### Exercise brief:
One part of the entries below is wanted: the lines from the one containing "filter_start.elapsed().as_secs_f64()" through the one containing "let output_config = OutputConfig::new();". Write those out exactly and nothing else.

══════

//! JSON Lines (JSONL) output writer.
//!
//! One object per line, handy for loading into dataframes or streaming
//! through line-oriented tools.

use std::fs::File;
use std::io::{BufWriter, Write};
use std::path::Path;

use serde::Serialize;

use crate::error::Result;

/// Writes records to a JSONL file, one compact object per line.
pub fn write_jsonl<T: Serialize>(records: &[T], output_path: impl AsRef<Path>) -> Result<()> {
    let file = File::create(output_path)?;
    let mut writer = BufWriter::new(file);

    for record in records {
        serde_json::to_writer(&mut writer, record)?;
        writer.write_all(b"\n")?;
    }

    writer.flush()?;
    Ok(())
}

/// Same as [`write_jsonl`], returned as a string.
pub fn to_jsonl<T: Serialize>(records: &[T]) -> Result<String> {
    let mut output = String::new();
    for record in records {
        output.push_str(&serde_json::to_string(record)?);
        output.push('\n');
    }
    Ok(output)
}
//! Tests for output writers (JSON, JSONL, CSV)

use chatstats::MessageRow;
use chatstats::core::output::{write_csv, write_json, write_jsonl, write_replies_csv};
use chatstats::core::{MessageTable, OutputConfig, ReplyRecord};
use chatstats::format::{OutputFormat, write_replies_to_format, write_to_format};
use serde_json::{Value, json};
use std::fs;
use tempfile::tempdir;

fn sample_table() -> MessageTable {
    MessageTable::from_rows(vec![
        MessageRow::new("U1", "Hello!", "1705314600.000100")
            .with_msg_id("m1")
            .with_annotations(vec!["U2".into()], vec!["wave".into()], vec!["https://example.com".into()])
            .with_replies(json!([{"user": "U2", "ts": "1705314700.000200"}])),
        MessageRow::new("U2", "Hi; \"you\"\nthere", "1705314700.000200")
            .with_msg_id("m2")
            .as_reply(),
        MessageRow::new("U3", "Привет 🎉", "1705314800.000300")
            .with_reactions(json!([{"name": "tada", "users": ["U1"], "count": 1}])),
    ])
}

fn sample_replies() -> Vec<ReplyRecord> {
    vec![ReplyRecord::new(
        "1705314600.000100",
        "m1",
        json!({"user": "U2", "ts": "1705314700.000200"}).as_object().unwrap().clone(),
    )]
}

// ============================================================================
// JSON Writer Tests
// ============================================================================

mod json_writer_tests {
    use super::*;

    #[test]
    fn test_write_json_rows() {
        let dir = tempdir().unwrap();
        let path = dir.path().join("output.json");

        write_json(sample_table().rows(), &path).unwrap();

        let parsed: Value = serde_json::from_str(&fs::read_to_string(&path).unwrap()).unwrap();
        let rows = parsed.as_array().unwrap();
        assert_eq!(rows.len(), 3);
        assert_eq!(rows[0]["links"], json!(["https://example.com"]));
        assert_eq!(rows[1]["replies_to"], "1705314700.000200");
        assert!(rows[1]["links"].is_null());
        assert_eq!(rows[2]["text"], "Привет 🎉");
    }

    #[test]
    fn test_write_json_round_trips_rows() {
        let dir = tempdir().unwrap();
        let path = dir.path().join("output.json");
        let table = sample_table();

        write_json(table.rows(), &path).unwrap();

        let back: Vec<MessageRow> = serde_json::from_str(&fs::read_to_string(&path).unwrap()).unwrap();
        assert_eq!(back, table.into_rows());
    }

    #[test]
    fn test_write_json_pretty() {
        let dir = tempdir().unwrap();
        let path = dir.path().join("output.json");

        write_json(sample_table().rows(), &path).unwrap();
        assert!(fs::read_to_string(&path).unwrap().contains("\n  {"));
    }
}

// ============================================================================
// JSONL Writer Tests
// ============================================================================

mod jsonl_writer_tests {
    use super::*;

    #[test]
    fn test_write_jsonl_lines() {
        let dir = tempdir().unwrap();
        let path = dir.path().join("output.jsonl");

        write_jsonl(sample_table().rows(), &path).unwrap();

        let content = fs::read_to_string(&path).unwrap();
        let lines: Vec<_> = content.lines().collect();
        assert_eq!(lines.len(), 3);
        let second: Value = serde_json::from_str(lines[1]).unwrap();
        assert_eq!(second["text"], "Hi; \"you\"\nthere");
    }

    #[test]
    fn test_write_jsonl_replies() {
        let dir = tempdir().unwrap();
        let path = dir.path().join("replies.jsonl");

        write_jsonl(&sample_replies(), &path).unwrap();

        let line: Value = serde_json::from_str(fs::read_to_string(&path).unwrap().trim_end()).unwrap();
        assert_eq!(line["message_id"], "m1");
        assert_eq!(line["user"], "U2");
    }
}

// ============================================================================
// CSV Writer Tests
// ============================================================================

mod csv_writer_tests {
    use super::*;

    #[test]
    fn test_write_csv_parses_back() {
        let dir = tempdir().unwrap();
        let path = dir.path().join("output.csv");

        write_csv(&sample_table(), &path, &OutputConfig::new()).unwrap();

        let mut reader = csv::ReaderBuilder::new().delimiter(b';').from_path(&path).unwrap();
        let headers = reader.headers().unwrap().clone();
        assert_eq!(headers.iter().collect::<Vec<_>>(), MessageRow::COLUMNS.to_vec());

        let records: Vec<csv::StringRecord> = reader.records().map(Result::unwrap).collect();
        assert_eq!(records.len(), 3);
        assert_eq!(&records[1][1], "Hi; \"you\"\nthere");
        assert_eq!(&records[1][8], "1705314700.000200");
        assert_eq!(&records[0][11], "1");

        let replies: Value = serde_json::from_str(&records[0][7]).unwrap();
        assert_eq!(replies[0]["user"], "U2");

        let reactions: Value = serde_json::from_str(&records[2][6]).unwrap();
        assert_eq!(reactions[0]["name"], "tada");
        assert_eq!(&records[2][4], "");
    }

    #[test]
    fn test_write_replies_csv() {
        let dir = tempdir().unwrap();
        let path = dir.path().join("replies.csv");

        write_replies_csv(&sample_replies(), &path, &OutputConfig::new()).unwrap();

        let content = fs::read_to_string(&path).unwrap();
        assert_eq!(content, "thread_ts;message_id;ts;user\n1705314600.000100;m1;1705314700.000200;U2\n");
    }
}

// ============================================================================
// Format Dispatch Tests
// ============================================================================

mod format_dispatch_tests {
    use super::*;

    #[test]
    fn test_write_to_format_all_formats() {
        let dir = tempdir().unwrap();
        let table = sample_table();

        for format in [OutputFormat::Csv, OutputFormat::Json, OutputFormat::Jsonl] {
            let path = dir.path().join(format!("out.{}", format.extension()));
            write_to_format(&table, &path, format, &OutputConfig::new()).unwrap();
            assert!(path.exists());
            assert_eq!(OutputFormat::from_path(&path).unwrap(), format);
        }
    }

    #[test]
    fn test_write_replies_to_format() {
        let dir = tempdir().unwrap();
        let path = dir.path().join("replies.json");

        write_replies_to_format(&sample_replies(), &path, OutputFormat::Json, &OutputConfig::new()).unwrap();

        let parsed: Value = serde_json::from_str(&fs::read_to_string(&path).unwrap()).unwrap();
        assert_eq!(parsed[0]["thread_ts"], "1705314600.000100");
    }

    #[test]
    fn test_unwritable_path() {
        let dir = tempdir().unwrap();
        let path = dir.path().join("missing").join("out.csv");

        let err = write_to_format(&sample_table(), &path, OutputFormat::Csv, &OutputConfig::new()).unwrap_err();
        assert!(err.is_io());
    }
}
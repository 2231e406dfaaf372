//! Unified error types for chatstats.
//!
//! This module provides a single [`ChatstatsError`] enum that covers all error
//! cases in the library, following the pattern used by `serde_json` and `csv`.
//!
//! Not everything that looks wrong in an export is an error here. Messages
//! carrying a `subtype` are skipped, optional fields become `None`, and a
//! malformed thread structure yields no reply records. Only the conditions
//! below abort an operation.

use std::io;
use std::path::PathBuf;

use thiserror::Error;

/// A specialized [`Result`] type for chatstats operations.
///
/// # Example
///
/// ```rust
/// use chatstats::error::Result;
/// use chatstats::MessageRow;
///
/// fn my_function() -> Result<Vec<MessageRow>> {
///     Ok(vec![])
/// }
/// ```
pub type Result<T> = std::result::Result<T, ChatstatsError>;

/// The error type for all chatstats operations.
#[derive(Debug, Error)]
#[non_exhaustive]
pub enum ChatstatsError {
    /// An I/O error occurred.
    ///
    /// This typically happens when:
    /// - The channel directory or a file inside it doesn't exist
    /// - Permission denied
    /// - Disk is full (when writing output)
    #[error("IO error: {0}")]
    Io(#[from] io::Error),

    /// Failed to parse an input file.
    ///
    /// Contains the format being parsed, the underlying parse error,
    /// and optionally the file path.
    #[error("Failed to parse {format}{}: {source}", path.as_ref().map(|p| format!(" (file: {})", p.display())).unwrap_or_default())]
    Parse {
        /// The format being parsed (e.g., "channel export", "users export")
        format: &'static str,
        /// The underlying parse error
        #[source]
        source: ParseErrorKind,
        /// The file path, if available
        path: Option<PathBuf>,
    },

    /// A message without a `subtype` lacks one of the fields every content
    /// message must carry (`text`, `user`, `ts`), or an annotation leaf lacks
    /// its payload.
    #[error("Message #{index} is missing required field '{field}'{}", path.as_ref().map(|p| format!(" (file: {})", p.display())).unwrap_or_default())]
    MissingField {
        /// Name of the absent key
        field: &'static str,
        /// Position of the message within its batch
        index: usize,
        /// The file the batch came from, if any
        path: Option<PathBuf>,
    },

    /// The input doesn't match the expected structure.
    #[error("Invalid {format} format: {message}")]
    InvalidFormat {
        /// The format that was expected
        format: &'static str,
        /// Description of what's wrong
        message: String,
    },

    /// Invalid date format in filter configuration.
    ///
    /// Date filters expect YYYY-MM-DD format.
    #[error("Invalid date '{input}'. Expected format: {expected}")]
    InvalidDate {
        /// The invalid date string that was provided
        input: String,
        /// Expected format description
        expected: &'static str,
    },

    /// A message timestamp that is not a unix-seconds string.
    #[error("Invalid timestamp '{input}': expected unix seconds like \"1700000000.000100\"")]
    InvalidTimestamp {
        /// The offending value
        input: String,
    },

    /// CSV writing error.
    #[cfg(feature = "csv-output")]
    #[error("CSV error: {0}")]
    Csv(#[from] csv::Error),

    /// JSON parsing/serialization error.
    #[error("JSON error: {0}")]
    Json(#[from] serde_json::Error),

    /// UTF-8 encoding error.
    ///
    /// Occurs when in-memory output is not valid UTF-8.
    #[error("UTF-8 encoding error in {context}: {source}")]
    Utf8 {
        /// Description of where the error occurred
        context: String,
        /// The underlying UTF-8 error
        #[source]
        source: std::string::FromUtf8Error,
    },
}

/// Kinds of parse errors that can occur.
#[derive(Debug, Error)]
pub enum ParseErrorKind {
    /// JSON parsing error
    #[error("{0}")]
    Json(#[from] serde_json::Error),
}

impl From<std::string::FromUtf8Error> for ChatstatsError {
    fn from(err: std::string::FromUtf8Error) -> Self {
        ChatstatsError::Utf8 {
            context: "output conversion".to_string(),
            source: err,
        }
    }
}

// ============================================================================
// Convenience constructors
// ============================================================================

impl ChatstatsError {
    /// Creates a parse error for a channel export file.
    pub fn channel_parse(source: serde_json::Error, path: Option<PathBuf>) -> Self {
        ChatstatsError::Parse {
            format: "channel export",
            source: ParseErrorKind::Json(source),
            path,
        }
    }

    /// Creates a parse error for a users export file.
    pub fn users_parse(source: serde_json::Error, path: Option<PathBuf>) -> Self {
        ChatstatsError::Parse {
            format: "users export",
            source: ParseErrorKind::Json(source),
            path,
        }
    }

    /// Creates a missing-field error for the message at `index`.
    pub fn missing_field(field: &'static str, index: usize) -> Self {
        ChatstatsError::MissingField {
            field,
            index,
            path: None,
        }
    }

    /// Attaches a file path to errors that carry one and don't have it yet.
    #[must_use]
    pub fn with_path(mut self, file: impl Into<PathBuf>) -> Self {
        if let ChatstatsError::MissingField { path, .. } | ChatstatsError::Parse { path, .. } =
            &mut self
        {
            if path.is_none() {
                *path = Some(file.into());
            }
        }
        self
    }

    /// Creates an invalid format error.
    pub fn invalid_format(format: &'static str, message: impl Into<String>) -> Self {
        ChatstatsError::InvalidFormat {
            format,
            message: message.into(),
        }
    }

    /// Creates an invalid date error.
    pub fn invalid_date(input: impl Into<String>) -> Self {
        ChatstatsError::InvalidDate {
            input: input.into(),
            expected: "YYYY-MM-DD",
        }
    }

    /// Creates an invalid timestamp error.
    pub fn invalid_timestamp(input: impl Into<String>) -> Self {
        ChatstatsError::InvalidTimestamp {
            input: input.into(),
        }
    }

    /// Returns `true` if this is an IO error.
    pub fn is_io(&self) -> bool {
        matches!(self, ChatstatsError::Io(_))
    }

    /// Returns `true` if this is a parse error.
    pub fn is_parse(&self) -> bool {
        matches!(self, ChatstatsError::Parse { .. })
    }

    /// Returns `true` if a required message field was absent.
    pub fn is_missing_field(&self) -> bool {
        matches!(self, ChatstatsError::MissingField { .. })
    }

    /// Returns `true` if this is an invalid format error.
    pub fn is_invalid_format(&self) -> bool {
        matches!(self, ChatstatsError::InvalidFormat { .. })
    }

    /// Returns `true` if this is a date-related error.
    pub fn is_invalid_date(&self) -> bool {
        matches!(self, ChatstatsError::InvalidDate { .. })
    }
}
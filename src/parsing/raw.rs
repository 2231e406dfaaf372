//! Raw message records as they appear in a channel export file.

use serde::{Deserialize, Deserializer};
use serde_json::Value;

use super::blocks::ContentElement;
use crate::error::{ChatstatsError, Result};

/// One record of a channel export file.
///
/// Export records vary a lot in shape: system events, bot posts, thread
/// roots and replies all share the same file. Every key is therefore
/// optional here and the extractor decides which absences are fatal.
///
/// Keys are kept as `Option<Value>`: `None` means the key is absent and an
/// explicit `null` still counts as present. Values are only interpreted
/// when a row or summary is built, so an oddly typed field never fails the
/// whole file.
#[derive(Debug, Clone, Default, Deserialize)]
pub struct RawMessage {
    /// Present on non-content events (joins, topic changes, bot posts...)
    #[serde(default, deserialize_with = "present")]
    pub subtype: Option<Value>,

    /// Client-generated message id
    #[serde(default, deserialize_with = "present")]
    pub client_msg_id: Option<Value>,

    /// Record type, usually "message"
    #[serde(rename = "type", default, deserialize_with = "present")]
    pub msg_type: Option<Value>,

    #[serde(default, deserialize_with = "present")]
    pub text: Option<Value>,
    #[serde(default, deserialize_with = "present")]
    pub user: Option<Value>,
    #[serde(default, deserialize_with = "present")]
    pub ts: Option<Value>,
    #[serde(default, deserialize_with = "present")]
    pub team: Option<Value>,

    #[serde(default, deserialize_with = "present")]
    pub reactions: Option<Value>,

    /// Set on messages posted inside a thread
    #[serde(default, deserialize_with = "present")]
    pub parent_user_id: Option<Value>,

    #[serde(default, deserialize_with = "present")]
    pub thread_ts: Option<Value>,

    /// Set on thread roots only
    #[serde(default, deserialize_with = "present")]
    pub reply_users: Option<Value>,

    #[serde(default, deserialize_with = "present")]
    pub replies: Option<Value>,

    #[serde(default, deserialize_with = "present")]
    pub reply_count: Option<Value>,
    #[serde(default, deserialize_with = "present")]
    pub reply_users_count: Option<Value>,

    /// Rich-text block structure
    #[serde(default, deserialize_with = "block_list")]
    pub blocks: Option<Vec<ContentElement>>,
}

/// Maps a present key to `Some`, even when its value is `null`.
fn present<'de, D>(deserializer: D) -> std::result::Result<Option<Value>, D::Error>
where
    D: Deserializer<'de>,
{
    Value::deserialize(deserializer).map(Some)
}

/// A `blocks` value that is not a list has no elements to inspect.
fn block_list<'de, D>(deserializer: D) -> std::result::Result<Option<Vec<ContentElement>>, D::Error>
where
    D: Deserializer<'de>,
{
    Ok(match Value::deserialize(deserializer)? {
        Value::Array(items) => Some(items.into_iter().map(ContentElement::from).collect()),
        Value::Null => None,
        _ => Some(Vec::new()),
    })
}

impl RawMessage {
    /// Returns `true` for system events that carry a `subtype`.
    pub fn is_system_event(&self) -> bool {
        self.subtype.is_some()
    }

    /// Returns `true` if this message was posted as a reply inside a thread.
    pub fn is_reply(&self) -> bool {
        self.parent_user_id.is_some()
    }

    /// Returns `true` if this message started a thread.
    pub fn is_thread_root(&self) -> bool {
        self.thread_ts.is_some() && self.reply_users.is_some()
    }

    pub fn client_msg_id(&self) -> Option<&str> {
        self.client_msg_id.as_ref().and_then(Value::as_str)
    }

    pub fn text(&self) -> Option<&str> {
        self.text.as_ref().and_then(Value::as_str)
    }

    pub fn user(&self) -> Option<&str> {
        self.user.as_ref().and_then(Value::as_str)
    }

    pub fn ts(&self) -> Option<&str> {
        self.ts.as_ref().and_then(Value::as_str)
    }
}

/// Parses one export file's content: a JSON array of message records.
///
/// # Errors
///
/// Returns [`ChatstatsError::Parse`] if the content is not a JSON array of
/// objects.
pub fn parse_batch_str(content: &str) -> Result<Vec<RawMessage>> {
    serde_json::from_str(content).map_err(|e| ChatstatsError::channel_parse(e, None))
}
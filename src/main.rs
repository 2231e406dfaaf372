//! # chatstats CLI
//!
//! Command-line interface for the chatstats library.

use std::path::Path;
use std::process;
use std::time::Instant;

use clap::Parser as ClapParser;
use tracing::{info, warn};
use tracing_subscriber::EnvFilter;

use chatstats::ChatstatsError;
use chatstats::cli::Args;
use chatstats::config::{ChannelConfig, ExtractConfig};
use chatstats::core::stats::{SummaryMetric, sum_by_user};
use chatstats::core::{
    ActivityStats, FilterConfig, MessageTable, OutputConfig, UserCounts, apply_filters,
    tagged_users, top_n,
};
use chatstats::extractor::{ChannelReader, extract_replies};
use chatstats::format::{OutputFormat, write_replies_to_format, write_to_format};
use chatstats::users::UserDirectory;

fn main() {
    let args = <Args as ClapParser>::parse();
    init_tracing(args.verbose);

    if let Err(e) = run(&args) {
        eprintln!("❌ Error: {}", e);
        process::exit(1);
    }
}

fn init_tracing(verbose: bool) {
    let default_level = if verbose { "debug" } else { "warn" };
    let filter = EnvFilter::try_from_default_env().unwrap_or_else(|_| EnvFilter::new(default_level));

    tracing_subscriber::fmt()
        .with_env_filter(filter)
        .with_writer(std::io::stderr)
        .with_target(false)
        .init();
}

fn run(args: &Args) -> Result<(), ChatstatsError> {
    let total_start = Instant::now();
    let output_path = adjust_output_extension(&args.output, args.format);

    println!("📦 chatstats v{}", env!("CARGO_PKG_VERSION"));
    println!("━━━━━━━━━━━━━━━━━━━━━━━━━━━━━━━━━━");
    println!("📂 Channel: {}", args.channel_dir.display());
    println!("💾 Output:  {}", output_path);
    println!("📄 Format:  {}", args.format);

    let mut channel_config = ChannelConfig::new()
        .with_extract(ExtractConfig::new().with_skip_incomplete(args.skip_incomplete));
    if let Some(ref ext) = args.ext {
        channel_config = channel_config.with_extension(ext.as_str());
        println!("🗂️  Files:   *.{}", ext.trim_start_matches('.'));
    }

    let mut filter_config = FilterConfig::new();
    if let Some(ref after) = args.after {
        filter_config = filter_config.with_date_from(after)?;
        println!("📅 After:   {}", after);
    }
    if let Some(ref before) = args.before {
        filter_config = filter_config.with_date_to(before)?;
        println!("📅 Before:  {}", before);
    }
    if let Some(ref user) = args.user {
        filter_config = filter_config.with_user(user.clone());
        println!("👤 User:    {}", user);
    }

    println!();

    // Step 1: Load export files
    let reader = ChannelReader::with_config(channel_config);
    println!("⏳ Reading channel...");
    let load_start = Instant::now();
    let batches = reader.load(&args.channel_dir)?;
    let raw_count: usize = batches.iter().map(|b| b.messages.len()).sum();
    println!(
        "   Found {} messages in {} files ({:.2}s)",
        raw_count,
        batches.len(),
        load_start.elapsed().as_secs_f64()
    );

    // Step 2: Extract rows
    println!("🧩 Extracting messages...");
    let extract_start = Instant::now();
    let table = reader.extract_batches(&batches)?;
    let extracted_count = table.len();
    info!(
        channel = %args.channel_dir.display(),
        "Number of messages in channel: {}",
        extracted_count
    );
    println!(
        "   {} content messages ({:.2}s)",
        extracted_count,
        extract_start.elapsed().as_secs_f64()
    );

    // Step 3: Filter
    let table = if filter_config.is_active() {
        println!("🔍 Filtering messages...");
        let filter_start = Instant::now();
        let filtered = apply_filters(table, &filter_config);
        println!(
            "   {} messages after filtering ({:.2}s)",
            filtered.len(),
            filter_start.elapsed().as_secs_f64()
        );
        filtered
    } else {
        table
    };

    // Step 4: Write table
    let lib_format: OutputFormat = args.format.into();
    let output_config = OutputConfig::new();
    println!("💾 Writing {}...", lib_format);
    let write_start = Instant::now();
    write_to_format(&table, &output_path, lib_format, &output_config)?;
    println!("   Written in {:.2}s", write_start.elapsed().as_secs_f64());

    // Step 5: Reply table
    let mut reply_count = None;
    if let Some(ref replies_path) = args.replies_out {
        let replies: Vec<_> = batches
            .iter()
            .flat_map(|batch| extract_replies(&batch.messages))
            .collect();
        let format = OutputFormat::from_path(replies_path)?;
        println!("🧵 Writing {} replies to {}...", replies.len(), replies_path.display());
        write_replies_to_format(&replies, replies_path, format, &output_config)?;
        reply_count = Some(replies.len());
    }

    println!();
    println!("✅ Done! Output saved to {}", output_path);

    // Step 6: Statistics
    if args.stats {
        let users = match args.users {
            Some(ref path) => UserDirectory::from_path(path)?,
            None => UserDirectory::new(),
        };
        print_stats(&table, &batches, &users, args.top);
    }

    println!();
    println!("📊 Summary:");
    println!("   Raw:       {} messages", raw_count);
    println!("   Extracted: {} rows", extracted_count);
    if filter_config.is_active() {
        println!("   Filtered:  {} rows", table.len());
    }
    if let Some(count) = reply_count {
        println!("   Replies:   {} records", count);
    }

    let total_time = total_start.elapsed();
    println!();
    println!("⚡ Performance:");
    println!("   Total time:  {:.2}s", total_time.as_secs_f64());

    Ok(())
}

fn print_stats(
    table: &MessageTable,
    batches: &[chatstats::extractor::ChannelBatch],
    users: &UserDirectory,
    top: usize,
) {
    let stats = ActivityStats::from_table(table);

    let section = |title: &str, counts: &UserCounts| {
        println!();
        println!("{}", title);
        let ranked = if users.is_empty() {
            top_n(counts, top)
        } else {
            users.map_counts(counts).into_iter().take(top).collect()
        };
        if ranked.is_empty() {
            println!("   (none)");
        }
        for (name, count) in ranked {
            println!("   {:<24} {}", name, count);
        }
    };

    section("💬 Messages per user:", &stats.messages);
    section("🧵 Replies per user:", &stats.replies);
    section("📣 Mentions per user:", &stats.mentions);
    section("🔗 Links per user:", &stats.links);

    let tagged = tagged_users(table.texts());
    println!();
    println!("🏷️  Users tagged in text: {}", tagged.len());

    let summaries: chatstats::Result<Vec<_>> = batches
        .iter()
        .map(|batch| batch.summarize().map(|(summaries, _)| summaries))
        .collect();
    match summaries.map(|per_file| per_file.concat()) {
        Ok(summaries) if !summaries.is_empty() => {
            println!();
            println!("🪡 Thread replies received per author:");
            for (user, total) in sum_by_user(&summaries, SummaryMetric::ReplyCount).into_iter().take(top) {
                println!("   {:<24} {}", users.display_name(&user), total);
            }
        }
        Ok(_) => {}
        Err(e) => warn!("skipping thread summary: {}", e),
    }
}

/// Adjusts the output file extension to the format when using the default name.
fn adjust_output_extension(output: &str, format: chatstats::cli::OutputFormat) -> String {
    if output != "messages.csv" {
        return output.to_string();
    }
    let stem = Path::new(output).with_extension(format.extension());
    stem.display().to_string()
}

══════

### Result:
            filter_start.elapsed().as_secs_f64()
        );
        filtered
    } else {
        table
    };

    // Step 4: Write table
    let lib_format: OutputFormat = args.format.into();
    let output_config = OutputConfig::new();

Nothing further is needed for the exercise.